Clinical Outcomes of Subsequent Therapies in Patients with Relapsed/Refractory Multiple Myeloma Following Talquetamab Treatment: Analyses from the Phase 1/2 MonumenTAL-1 Study

Introduction: Talquetamab (tal) is an off-the-shelf, T-cell redirecting bispecific antibody (BsAb) targeting G protein-coupled receptor family C group 5 member D. Results from the phase 1/2 MonumenTAL-1 (NCT03399799/NCT04634552) trial showed overall response rates (ORRs) of >71%, which were durable, and a manageable safety profile with the recommended phase 2 doses (RP2Ds) of subcutaneous (SC) tal, 0.4 mg/kg weekly (QW) or 0.8 mg/kg every other week (Q2W), in patients (pts) with relapsed/refractory multiple myeloma.

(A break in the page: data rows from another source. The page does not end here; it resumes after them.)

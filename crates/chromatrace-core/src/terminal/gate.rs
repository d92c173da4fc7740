//! Activation gate.
//!
//! Decides whether the hook should be installed at all: the user may opt
//! out through `NO_COLOR`, and colors are only written to an interactive
//! stderr unless activation is forced.

use std::fmt;
use std::io::{self, IsTerminal};

use crate::config::HookConfig;
use crate::terminal::EnvHints;

/// Why the hook was not installed.
#[derive(Debug, Clone, PartialEq, Eq)]
pub enum SkipReason {
    /// `NO_COLOR` is set to a non-empty value
    NoColor,
    /// stderr is not a terminal and activation was not forced
    NotATerminal,
    /// The highlighting engine could not be set up
    EngineUnavailable(String),
}

impl fmt::Display for SkipReason {
    fn fmt(&self, f: &mut fmt::Formatter<'_>) -> fmt::Result {
        match self {
            Self::NoColor => write!(f, "NO_COLOR is set"),
            Self::NotATerminal => write!(f, "stderr is not a terminal"),
            Self::EngineUnavailable(reason) => write!(f, "{}", reason),
        }
    }
}

/// Activation decision for the hook.
pub struct ActivationGate;

impl ActivationGate {
    /// Evaluate the gate from explicit inputs.
    ///
    /// The `NO_COLOR` opt-out is checked first and wins over `always`.
    pub fn evaluate(
        config: &HookConfig,
        hints: &EnvHints,
        stderr_is_tty: bool,
    ) -> Result<(), SkipReason> {
        if hints.no_color_requested() {
            return Err(SkipReason::NoColor);
        }
        if config.always || stderr_is_tty {
            Ok(())
        } else {
            Err(SkipReason::NotATerminal)
        }
    }

    /// Evaluate the gate against the running process.
    pub fn check(config: &HookConfig) -> Result<(), SkipReason> {
        Self::evaluate(config, &EnvHints::detect(), io::stderr().is_terminal())
    }
}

Data with tal also demonstrated preservation of B cells throughout treatment, contributing to relatively few severe infections. To date, there is a paucity of data describing pt outcomes after T-cell redirection therapies. Here, we report outcomes for pts who received subsequent antimyeloma therapies (SATs) after discontinuing tal in MonumenTAL-1, including pts who went on to receive subsequent T-cell redirection therapies.